Prom
From Carrie to She’s All That and beyond, prom has provided the climactic setting for so many movies that a film all about prom was inevitable. Simply titled Prom in the same way store-brand Rice Krispies get called “Puffed Rice Cereal,” this Disney-produced teen comedy takes place in the eventful days leading up to a suburban high school’s prom. Headed by Friday Night Lights star Aimee Teegarden’s turn as an overachieving class president and one-woman prom committee, the film’s sprawling cast of characters faces a series of bland crises on their way to a magical night beneath a dusted-off disco ball. As prom nears, their lives intersect in entirely expected ways as the film weaves a tapestry of heavily scrubbed teen life out of paper streamers and dull soundtrack cues. It’s the sort of film Robert Altman might have made if he cut his teeth working for The Disney Channel.
Actually, that makes it sound way too interesting. Apparently set in a pocket of suburbia where well-supervised afternoon cookouts have taken the place of parties and going out for malts still counts as a hot date, it’s a weirdly libido-less movie. That may be all its intended audience could handle, but surely even the young and gullible will see every plot development coming long before Prom’s characters do. When, for instance, Teegarden is forced to save prom from certain disaster by working alongside a surly (but hawt!) motorcycle-riding rebel (Thomas McDonell), it’s not hard to see that their sniping will soon transform into longing looks, etc., etc.
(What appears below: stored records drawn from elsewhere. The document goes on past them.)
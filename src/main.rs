/*!
 * Command-line interface for dirparse
 */

use std::io;
use std::sync::Arc;
use std::time::Instant;

use clap::{CommandFactory, Parser};
use indicatif::{ProgressBar, ProgressStyle};

use dirparse::config::{Args, Config};
use dirparse::progress::{CancelToken, ProgressEvent, ProgressSink};
use dirparse::report::{ReportFormat, Reporter, RunReport};
use dirparse::scanner::Scanner;
use dirparse::utils::{count_files, truncate_name};
use dirparse::writer::MarkdownWriter;

/// Adapts the pipeline's progress events onto an indicatif bar
struct ProgressBarSink {
    bar: ProgressBar,
}

impl ProgressSink for ProgressBarSink {
    fn notify(&self, event: ProgressEvent<'_>) {
        match event {
            ProgressEvent::DirectoryEntered(path) => {
                self.bar.set_message(format!("Directory: {}", path.display()));
            }
            ProgressEvent::FileProcessed(path) => {
                self.bar.inc(1);
                let name = path.file_name().unwrap_or_default().to_string_lossy();
                // Truncate long names to avoid display issues
                let display_name = truncate_name(&name, 40);
                self.bar.set_message(format!("Current file: {}", display_name));
            }
            ProgressEvent::EntrySkipped(_) => {}
            ProgressEvent::FileIssue { path, reason } => {
                self.bar
                    .println(format!("Warning: {}: {}", path.display(), reason));
            }
            ProgressEvent::RunFinished(_) => {}
        }
    }
}

fn main() {
    if let Err(e) = run() {
        eprintln!("Error: {}", e);
        std::process::exit(1);
    }
}

fn run() -> dirparse::Result<()> {
    // Parse command line arguments
    let args = Args::parse();

    // Generate shell completions and exit
    if let Some(shell) = args.generate {
        let mut cmd = Args::command();
        let name = cmd.get_name().to_string();
        clap_complete::generate(shell, &mut cmd, name, &mut io::stdout());
        return Ok(());
    }

    // Create and validate configuration; failures here are fatal and
    // happen before any output file is touched
    let config = Config::from_args(args);
    config.validate()?;

    // Create progress bar
    let progress = ProgressBar::new(0);
    progress.set_style(
        ProgressStyle::default_bar()
            .template("{spinner:.green} {prefix:.bold.cyan} {wide_msg:.dim.white} {pos}/{len} ({percent}%) Elapsed: {elapsed_precise}")
            .unwrap(),
    );
    progress.enable_steady_tick(std::time::Duration::from_millis(100));
    progress.set_prefix("Consolidating");
    progress.set_message(format!("Scanning directory: {}", config.root_dir.display()));

    // Count files for progress tracking
    match count_files(&config.root_dir, &config) {
        Ok(count) => {
            progress.set_message(format!("Found {} files to process", count));
            progress.set_length(count);
        }
        Err(e) => progress.set_message(format!("Warning: failed to count files: {}", e)),
    }

    let sink: Arc<dyn ProgressSink> = Arc::new(ProgressBarSink {
        bar: progress.clone(),
    });

    // Create scanner and writer. The cancel token is exposed so an
    // embedding caller can stop the run at a directory boundary; the CLI
    // itself runs to completion.
    let cancel = CancelToken::new();
    let mut scanner = Scanner::new(config.clone(), cancel, Arc::clone(&sink));
    let mut writer = MarkdownWriter::create(config.clone(), Arc::clone(&sink))?;

    let start_time = Instant::now();
    let summary = writer.consolidate(&mut scanner)?;
    let duration = start_time.elapsed();

    progress.finish_and_clear();

    // Print the final summary table
    let report = RunReport {
        output_file: config.output_file.display().to_string(),
        duration,
        outcome: summary.outcome,
        stats: summary.stats,
    };
    Reporter::new(ReportFormat::ConsoleTable).print_report(&report);

    Ok(())
}
//! Service Class User (SCU) workflows: C-ECHO, C-FIND, C-MOVE, C-STORE
//!
//! Every workflow opens one association scoped to the call, drives its
//! exchange, and returns a [`ServiceResult`]. Failures never escape as
//! errors or panics from the protocol layer; they are folded into the
//! result by the status mapper.

use std::path::{Path, PathBuf};
use std::sync::Arc;

use dicom_core::{DataElement, PrimitiveValue, VR};
use dicom_dictionary_std::tags;
use dicom_object::InMemDicomObject;
use tracing::{debug, error, info, warn};

use crate::association::Association;
use crate::codec::{DicomFileCodec, FileCodec};
use crate::config::{AeTitle, RemoteNode, ScuConfig};
use crate::error::DimseError;
use crate::link::{Connector, UlConnector};
use crate::status;
use crate::types::{uid_value, QueryCriteria, QueryMatch, ServiceResult, TransferProgress};

/// Verification SOP Class
pub const VERIFICATION: &str = "1.2.840.10008.1.1";
/// Study Root Query/Retrieve Information Model - FIND
pub const STUDY_ROOT_FIND: &str = "1.2.840.10008.5.1.4.1.2.2.1";
/// Study Root Query/Retrieve Information Model - MOVE
pub const STUDY_ROOT_MOVE: &str = "1.2.840.10008.5.1.4.1.2.2.2";
/// Secondary Capture Image Storage, the one storage class proposed by C-STORE
pub const SECONDARY_CAPTURE_STORAGE: &str = "1.2.840.10008.5.1.4.1.1.7";

/// DIMSE Service Class User
pub struct DimseScu {
    connector: Arc<dyn Connector>,
    codec: Arc<dyn FileCodec>,
    max_pdu: u32,
}

impl DimseScu {
    /// Create an SCU speaking the upper layer protocol over TCP
    pub fn new(config: &ScuConfig) -> Self {
        Self {
            connector: Arc::new(UlConnector::new()),
            codec: Arc::new(DicomFileCodec),
            max_pdu: config.max_pdu,
        }
    }

    /// Create an SCU over custom link and codec implementations
    pub fn with_parts(connector: Arc<dyn Connector>, codec: Arc<dyn FileCodec>, max_pdu: u32) -> Self {
        Self {
            connector,
            codec,
            max_pdu,
        }
    }

    fn open(
        &self,
        local: &AeTitle,
        node: &RemoteNode,
        abstract_syntax: &str,
        timeout_seconds: u32,
    ) -> Result<Association, ServiceResult> {
        Association::open(
            self.connector.as_ref(),
            local,
            node,
            abstract_syntax,
            timeout_seconds,
            self.max_pdu,
        )
        .map_err(|e| {
            error!("Association with {} failed: {}", node, e);
            status::error_result(&e, "Association")
        })
    }

    /// Send a C-ECHO request to a remote node
    pub fn echo(&self, local: &AeTitle, node: &RemoteNode, timeout_seconds: u32) -> ServiceResult {
        info!("Sending C-ECHO to {}", node);

        let mut association = match self.open(local, node, VERIFICATION, timeout_seconds) {
            Ok(a) => a,
            Err(result) => return result,
        };

        let result = match association.echo(VERIFICATION) {
            Ok(code) => {
                let mapped = status::from_protocol_status(code);
                if mapped.is_ok() {
                    ServiceResult::ok("C-ECHO successful", code)
                } else {
                    mapped.context("C-ECHO failed")
                }
            }
            Err(e) => status::error_result(&e, "C-ECHO"),
        };
        association.close();

        info!("C-ECHO to {} finished: {}", node, result);
        result
    }

    /// Query a remote node for studies (C-FIND at STUDY level).
    ///
    /// `on_match` is called once per pending response carrying an
    /// identifier, in the order the peer delivers them.
    pub fn find(
        &self,
        local: &AeTitle,
        node: &RemoteNode,
        criteria: &QueryCriteria,
        mut on_match: impl FnMut(QueryMatch),
        timeout_seconds: u32,
    ) -> ServiceResult {
        info!("Sending C-FIND to {}", node);
        debug!("C-FIND criteria: {:?}", criteria);

        let mut association = match self.open(local, node, STUDY_ROOT_FIND, timeout_seconds) {
            Ok(a) => a,
            Err(result) => return result,
        };

        let identifier = criteria.to_identifier();
        let mut matches = 0usize;
        let outcome = association.find(STUDY_ROOT_FIND, &identifier, |dataset| {
            matches += 1;
            on_match(QueryMatch::from_identifier(dataset));
        });
        association.close();

        let result = match outcome {
            Ok(code) => {
                if !status::is_successful_status(&crate::types::DimseStatus::from_code(code)) {
                    warn!("C-FIND to {} ended with status 0x{:04x}", node, code);
                }
                ServiceResult::ok(
                    format!(
                        "C-FIND completed, {} matches found (final status 0x{:04x})",
                        matches, code
                    ),
                    code,
                )
            }
            Err(e) => status::error_result(&e, "C-FIND"),
        };
        info!("C-FIND to {} finished: {}", node, result);
        result
    }

    /// Ask a remote node to send a study to `local` (C-MOVE at STUDY level).
    ///
    /// The peer pushes instances to the store service listening as `local`;
    /// writing them into `destination` is that listener's job.
    pub fn move_study(
        &self,
        local: &AeTitle,
        node: &RemoteNode,
        study_instance_uid: &str,
        destination: &Path,
        on_progress: impl FnMut(TransferProgress),
        timeout_seconds: u32,
    ) -> ServiceResult {
        let study_instance_uid = study_instance_uid.trim();
        if study_instance_uid.is_empty() {
            return status::error_result(
                &DimseError::invalid("study instance UID is empty"),
                "C-MOVE",
            );
        }
        info!(
            "Sending C-MOVE of study {} from {} to {} (files expected in {})",
            study_instance_uid,
            node,
            local,
            destination.display()
        );

        let mut association = match self.open(local, node, STUDY_ROOT_MOVE, timeout_seconds) {
            Ok(a) => a,
            Err(result) => return result,
        };

        let mut identifier = InMemDicomObject::new_empty();
        identifier.put(DataElement::new(
            tags::QUERY_RETRIEVE_LEVEL,
            VR::CS,
            PrimitiveValue::from("STUDY"),
        ));
        identifier.put(DataElement::new(
            tags::STUDY_INSTANCE_UID,
            VR::UI,
            uid_value(study_instance_uid),
        ));

        let outcome = association.retrieve(STUDY_ROOT_MOVE, &identifier, local, on_progress);
        association.close();

        let result = match outcome {
            Ok(outcome) => ServiceResult::ok(
                format!(
                    "C-MOVE completed: {} succeeded, {} failed (final status 0x{:04x})",
                    outcome.progress.completed, outcome.progress.failed, outcome.status
                ),
                outcome.status,
            ),
            Err(e) => status::error_result(&e, "C-MOVE"),
        };
        info!("C-MOVE from {} finished: {}", node, result);
        result
    }

    /// Send files to a remote node (C-STORE), strictly in input order.
    ///
    /// Per-file failures are counted and reported through `on_progress`;
    /// they never stop the batch. The overall result is `Ok` once every file
    /// has been attempted.
    pub fn store(
        &self,
        local: &AeTitle,
        node: &RemoteNode,
        files: &[PathBuf],
        mut on_progress: impl FnMut(TransferProgress),
        timeout_seconds: u32,
    ) -> ServiceResult {
        if files.is_empty() {
            return status::error_result(&DimseError::invalid("no files to send"), "C-STORE");
        }
        info!("Sending {} file(s) to {} via C-STORE", files.len(), node);

        let mut association =
            match self.open(local, node, SECONDARY_CAPTURE_STORAGE, timeout_seconds) {
                Ok(a) => a,
                Err(result) => return result,
            };

        let total = u32::try_from(files.len()).unwrap_or(u32::MAX);
        let mut completed = 0u32;
        let mut failed = 0u32;

        for path in files {
            match self.store_one(&mut association, path) {
                Ok(()) => completed += 1,
                Err(e) => {
                    warn!("C-STORE of {} failed: {}", path.display(), e);
                    failed += 1;
                }
            }
            on_progress(TransferProgress::new(
                completed,
                total.saturating_sub(completed + failed),
                failed,
            ));
        }
        association.close();

        let result = ServiceResult::ok(
            format!("C-STORE completed: {} succeeded, {} failed", completed, failed),
            0,
        );
        info!("C-STORE to {} finished: {}", node, result);
        result
    }

    fn store_one(&self, association: &mut Association, path: &Path) -> crate::Result<()> {
        let instance = self.codec.load(path)?;
        let context = association
            .context_for(&instance.sop_class_uid)
            .cloned()
            .ok_or_else(|| {
                DimseError::operation_failed(format!(
                    "no accepted presentation context for SOP class {}",
                    instance.sop_class_uid
                ))
            })?;
        let code = association.store(
            &context,
            &instance.sop_class_uid,
            &instance.sop_instance_uid,
            &instance.dataset,
        )?;
        if code != 0 {
            return Err(DimseError::operation_failed(format!(
                "peer answered DIMSE status 0x{:04x}",
                code
            )));
        }
        debug!("Stored {}", instance.sop_instance_uid);
        Ok(())
    }
}

/// Builder for creating SCU instances with custom configurations
pub struct ScuBuilder {
    config: ScuConfig,
    connector: Option<Arc<dyn Connector>>,
    codec: Option<Arc<dyn FileCodec>>,
}

impl ScuBuilder {
    /// Start building a new SCU
    pub fn new() -> Self {
        Self {
            config: ScuConfig::default(),
            connector: None,
            codec: None,
        }
    }

    /// Set the maximum PDU size
    pub fn max_pdu(mut self, size: u32) -> Self {
        self.config.max_pdu = size;
        self
    }

    /// Use a custom link implementation
    pub fn connector(mut self, connector: Arc<dyn Connector>) -> Self {
        self.connector = Some(connector);
        self
    }

    /// Use a custom file codec
    pub fn codec(mut self, codec: Arc<dyn FileCodec>) -> Self {
        self.codec = Some(codec);
        self
    }

    /// Build the SCU
    pub fn build(self) -> crate::Result<DimseScu> {
        self.config.validate()?;
        Ok(DimseScu::with_parts(
            self.connector.unwrap_or_else(|| Arc::new(UlConnector::new())),
            self.codec.unwrap_or_else(|| Arc::new(DicomFileCodec)),
            self.config.max_pdu,
        ))
    }
}

impl Default for ScuBuilder {
    fn default() -> Self {
        Self::new()
    }
}
//! Error types for DIMSE operations

use thiserror::Error;

/// Result type alias for DIMSE operations
pub type Result<T> = std::result::Result<T, DimseError>;

/// Error types that can occur below the service workflows.
///
/// Workflows never hand these to callers directly; the status mapper folds
/// them into a [`ServiceResult`](crate::types::ServiceResult).
#[derive(Error, Debug)]
pub enum DimseError {
    #[error("Configuration error: {0}")]
    Config(String),

    #[error("Invalid parameters: {0}")]
    InvalidParameters(String),

    #[error("Network error: {0}")]
    Network(#[from] std::io::Error),

    #[error("DICOM parsing error: {0}")]
    DicomParsing(String),

    #[error("DICOM object error: {0}")]
    DicomObject(String),

    #[error("DICOM UL error: {0}")]
    DicomUl(String),

    #[error("Association rejected: {0}")]
    AssociationRejected(String),

    #[error("Presentation context rejected")]
    PresentationContextRejected,

    #[error("Invalid AE Title: {0}")]
    InvalidAeTitle(String),

    #[error("Timeout occurred: {0}")]
    Timeout(String),

    #[error("Protocol error: {0}")]
    Protocol(String),

    #[error("DIMSE operation failed: {0}")]
    OperationFailed(String),
}

impl DimseError {
    /// Create a new configuration error
    pub fn config(msg: impl Into<String>) -> Self {
        Self::Config(msg.into())
    }

    /// Create a new invalid parameters error
    pub fn invalid(msg: impl Into<String>) -> Self {
        Self::InvalidParameters(msg.into())
    }

    /// Create a new protocol error
    pub fn protocol(msg: impl Into<String>) -> Self {
        Self::Protocol(msg.into())
    }

    /// Create a new operation failed error
    pub fn operation_failed(msg: impl Into<String>) -> Self {
        Self::OperationFailed(msg.into())
    }

    /// Classify an upper-layer failure, detecting socket timeouts anywhere in
    /// its source chain.
    pub fn from_ul<E>(err: E) -> Self
    where
        E: std::error::Error + 'static,
    {
        if is_timeout_chain(&err) {
            Self::Timeout(err.to_string())
        } else {
            Self::DicomUl(err.to_string())
        }
    }

    /// Check if this error is an exhausted deadline
    pub fn is_timeout(&self) -> bool {
        match self {
            DimseError::Timeout(_) => true,
            DimseError::Network(e) => matches!(
                e.kind(),
                std::io::ErrorKind::TimedOut | std::io::ErrorKind::WouldBlock
            ),
            _ => false,
        }
    }
}

fn is_timeout_chain(err: &(dyn std::error::Error + 'static)) -> bool {
    let mut current = Some(err);
    while let Some(e) = current {
        if let Some(io) = e.downcast_ref::<std::io::Error>() {
            if matches!(
                io.kind(),
                std::io::ErrorKind::TimedOut | std::io::ErrorKind::WouldBlock
            ) {
                return true;
            }
        }
        current = e.source();
    }
    false
}

#[cfg(test)]
mod tests {
    use super::*;

    #[derive(Debug, Error)]
    #[error("could not receive response")]
    struct Wrapped {
        #[source]
        source: std::io::Error,
    }

    #[test]
    fn test_timeout_detected_in_source_chain() {
        let err = Wrapped {
            source: std::io::Error::new(std::io::ErrorKind::WouldBlock, "would block"),
        };
        assert!(DimseError::from_ul(err).is_timeout());
    }

    #[test]
    fn test_other_ul_errors_are_not_timeouts() {
        let err = Wrapped {
            source: std::io::Error::new(std::io::ErrorKind::ConnectionReset, "reset"),
        };
        let mapped = DimseError::from_ul(err);
        assert!(!mapped.is_timeout());
        assert!(matches!(mapped, DimseError::DicomUl(_)));
    }

    #[test]
    fn test_presentation_context_message() {
        assert_eq!(
            DimseError::PresentationContextRejected.to_string(),
            "Presentation context rejected"
        );
    }
}
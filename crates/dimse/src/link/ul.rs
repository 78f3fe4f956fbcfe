//! `dicom-ul` backed link

use std::net::TcpStream;

use bytes::BytesMut;
use dicom_encoding::TransferSyntaxIndex;
use dicom_encoding::transfer_syntax::TransferSyntax;
use dicom_object::InMemDicomObject;
use dicom_transfer_syntax_registry::TransferSyntaxRegistry;
use dicom_ul::pdu::{PDataValue, PDataValueType, Pdu, PresentationContextResultReason};
use dicom_ul::association::Error as UlError;
use dicom_ul::{ClientAssociation, ClientAssociationOptions};
use tracing::{debug, warn};

use super::{AssociationParameters, Connector, DimseLink, PresentationContext, IMPLICIT_VR_LE};
use crate::command::{has_dataset, DimseMessage};
use crate::error::{DimseError, Result};
use crate::MAX_PDU;

/// PDV item header: item length (4), context id (1), control header (1)
const PDV_HEADER_LEN: u32 = 6;

/// Connector speaking the DICOM upper layer protocol over TCP
#[derive(Debug, Clone, Copy, Default)]
pub struct UlConnector;

impl UlConnector {
    pub fn new() -> Self {
        Self
    }
}

impl Connector for UlConnector {
    fn negotiate(&self, params: &AssociationParameters) -> Result<Box<dyn DimseLink>> {
        let mut options = ClientAssociationOptions::new()
            .calling_ae_title(params.calling_ae.as_str().to_string())
            .called_ae_title(params.called_ae.as_str().to_string())
            .with_presentation_context(
                params.abstract_syntax.clone(),
                params.transfer_syntaxes.clone(),
            )
            .max_pdu_length(params.max_pdu);
        if let Some(timeout) = params.timeout {
            options = options
                .connection_timeout(timeout)
                .read_timeout(timeout)
                .write_timeout(timeout);
        }

        debug!(
            "Requesting association {} -> {} at {}",
            params.calling_ae, params.called_ae, params.peer_address
        );
        let association = options
            .establish(params.peer_address.as_str())
            .map_err(|e| match e {
                // dicom-ul has already aborted the association.
                UlError::NoAcceptedPresentationContexts { .. } => {
                    DimseError::PresentationContextRejected
                }
                other => DimseError::from_ul(other),
            })?;

        let contexts = association
            .presentation_contexts()
            .iter()
            .filter(|pc| matches!(pc.reason, PresentationContextResultReason::Acceptance))
            .map(|pc| PresentationContext {
                id: pc.id,
                abstract_syntax: params.abstract_syntax.clone(),
                transfer_syntax: pc.transfer_syntax.trim_end_matches('\0').to_string(),
            })
            .collect::<Vec<_>>();
        debug!("Peer accepted {} presentation context(s)", contexts.len());

        let max_fragment = fragment_len(association.acceptor_max_pdu_length());

        Ok(Box::new(UlLink {
            association: Some(association),
            contexts,
            max_fragment,
        }))
    }
}

struct UlLink {
    association: Option<ClientAssociation<TcpStream>>,
    contexts: Vec<PresentationContext>,
    max_fragment: usize,
}

impl UlLink {
    fn association(&mut self) -> Result<&mut ClientAssociation<TcpStream>> {
        self.association
            .as_mut()
            .ok_or_else(|| DimseError::protocol("association already closed"))
    }

    fn context_syntax(&self, id: u8) -> Result<&'static TransferSyntax> {
        let uid = self
            .contexts
            .iter()
            .find(|pc| pc.id == id)
            .map(|pc| pc.transfer_syntax.as_str())
            .ok_or_else(|| DimseError::protocol(format!("unknown presentation context {}", id)))?;
        transfer_syntax(uid)
    }

    fn send_fragments(&mut self, context_id: u8, command: bool, bytes: &[u8]) -> Result<()> {
        let max_fragment = self.max_fragment;
        let chunks: Vec<&[u8]> = if bytes.is_empty() {
            vec![bytes]
        } else {
            bytes.chunks(max_fragment).collect()
        };
        let last = chunks.len() - 1;
        let association = self.association()?;
        for (i, chunk) in chunks.into_iter().enumerate() {
            let value_type = if command {
                PDataValueType::Command
            } else {
                PDataValueType::Data
            };
            let pdu = Pdu::PData {
                data: vec![PDataValue {
                    presentation_context_id: context_id,
                    value_type,
                    is_last: i == last,
                    data: chunk.to_vec(),
                }],
            };
            association.send(&pdu).map_err(DimseError::from_ul)?;
        }
        Ok(())
    }
}

impl DimseLink for UlLink {
    fn accepted_contexts(&self) -> &[PresentationContext] {
        &self.contexts
    }

    fn send(
        &mut self,
        context: &PresentationContext,
        command: &InMemDicomObject,
        dataset: Option<&InMemDicomObject>,
    ) -> Result<()> {
        let mut command_bytes = Vec::with_capacity(128);
        command
            .write_dataset_with_ts(&mut command_bytes, transfer_syntax(IMPLICIT_VR_LE)?)
            .map_err(|e| DimseError::DicomObject(e.to_string()))?;
        self.send_fragments(context.id, true, &command_bytes)?;

        if let Some(dataset) = dataset {
            let ts = transfer_syntax(&context.transfer_syntax)?;
            let mut data_bytes = Vec::new();
            dataset
                .write_dataset_with_ts(&mut data_bytes, ts)
                .map_err(|e| DimseError::DicomObject(e.to_string()))?;
            self.send_fragments(context.id, false, &data_bytes)?;
        }
        Ok(())
    }

    fn receive(&mut self) -> Result<DimseMessage> {
        let mut command_bytes = BytesMut::new();
        let mut data_bytes = BytesMut::new();
        let mut command: Option<InMemDicomObject> = None;

        loop {
            let pdu = self.association()?.receive().map_err(DimseError::from_ul)?;
            match pdu {
                Pdu::PData { data } => {
                    for pdv in data {
                        match pdv.value_type {
                            PDataValueType::Command => {
                                command_bytes.extend_from_slice(&pdv.data);
                                if pdv.is_last {
                                    let obj = InMemDicomObject::read_dataset_with_ts(
                                        &command_bytes[..],
                                        transfer_syntax(IMPLICIT_VR_LE)?,
                                    )
                                    .map_err(|e| DimseError::DicomParsing(e.to_string()))?;
                                    command = Some(obj);
                                }
                            }
                            PDataValueType::Data => {
                                data_bytes.extend_from_slice(&pdv.data);
                                if pdv.is_last {
                                    let cmd = command.take().ok_or_else(|| {
                                        DimseError::protocol("dataset received before command")
                                    })?;
                                    let ts = self.context_syntax(pdv.presentation_context_id)?;
                                    let dataset =
                                        InMemDicomObject::read_dataset_with_ts(&data_bytes[..], ts)
                                            .map_err(|e| DimseError::DicomParsing(e.to_string()))?;
                                    return Ok(DimseMessage::new(cmd, Some(dataset)));
                                }
                            }
                        }
                    }

                    if let Some(cmd) = command.take() {
                        if has_dataset(&cmd) {
                            command = Some(cmd);
                        } else {
                            return Ok(DimseMessage::new(cmd, None));
                        }
                    }
                }
                Pdu::AbortRQ { source } => {
                    self.association = None;
                    return Err(DimseError::AssociationRejected(format!(
                        "peer aborted association: {:?}",
                        source
                    )));
                }
                Pdu::ReleaseRQ => {
                    if let Err(e) = self.association()?.send(&Pdu::ReleaseRP) {
                        warn!("Failed to answer peer release request: {}", e);
                    }
                    self.association = None;
                    return Err(DimseError::protocol("peer released association mid-exchange"));
                }
                other => {
                    return Err(DimseError::protocol(format!(
                        "unexpected PDU while waiting for a response: {:?}",
                        other
                    )));
                }
            }
        }
    }

    fn release(&mut self) -> Result<()> {
        match self.association.take() {
            Some(association) => association.release().map_err(DimseError::from_ul),
            None => Ok(()),
        }
    }

    fn abort(&mut self) -> Result<()> {
        match self.association.take() {
            Some(association) => association.abort().map_err(DimseError::from_ul),
            None => Ok(()),
        }
    }
}

/// Largest PDV payload for an acceptor's maximum PDU length. An unlimited
/// acceptor (reported as `u32::MAX`) still gets PDUs of at most [`MAX_PDU`].
fn fragment_len(acceptor_max_pdu: u32) -> usize {
    acceptor_max_pdu
        .min(MAX_PDU)
        .saturating_sub(PDV_HEADER_LEN)
        .max(1) as usize
}

fn transfer_syntax(uid: &str) -> Result<&'static TransferSyntax> {
    let registry: &'static TransferSyntaxRegistry = &TransferSyntaxRegistry;
    registry
        .get(uid.trim_end_matches('\0'))
        .ok_or_else(|| DimseError::protocol(format!("unsupported transfer syntax {}", uid)))
}

#[cfg(test)]
mod tests {
    use super::*;

    #[test]
    fn test_fragment_len_follows_acceptor() {
        assert_eq!(fragment_len(4096), 4090);
        assert_eq!(fragment_len(16384), 16378);
    }

    #[test]
    fn test_unlimited_acceptor_is_capped() {
        assert_eq!(fragment_len(u32::MAX), (MAX_PDU - PDV_HEADER_LEN) as usize);
    }

    #[test]
    fn test_known_transfer_syntaxes_resolve() {
        assert!(transfer_syntax(IMPLICIT_VR_LE).is_ok());
        assert!(transfer_syntax("1.2.840.10008.1.2.1\0").is_ok());
        assert!(transfer_syntax("1.2.3.4.5").is_err());
    }
}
That would be a lot more tolerable if Prom brought even a hint of wit to that or its half-dozen or so other sub-plots: the longterm couple facing a decision, the boy who can’t get a date, and so on. Instead, director Joe Nussbaum (Sydney White), working from a script by Katie Wech, simply fills in the colors as the numbers demand and the cast seems unable or unwilling to do anything but hit their marks, whip out blinding smiles, and wait for the slow-dance happy ending.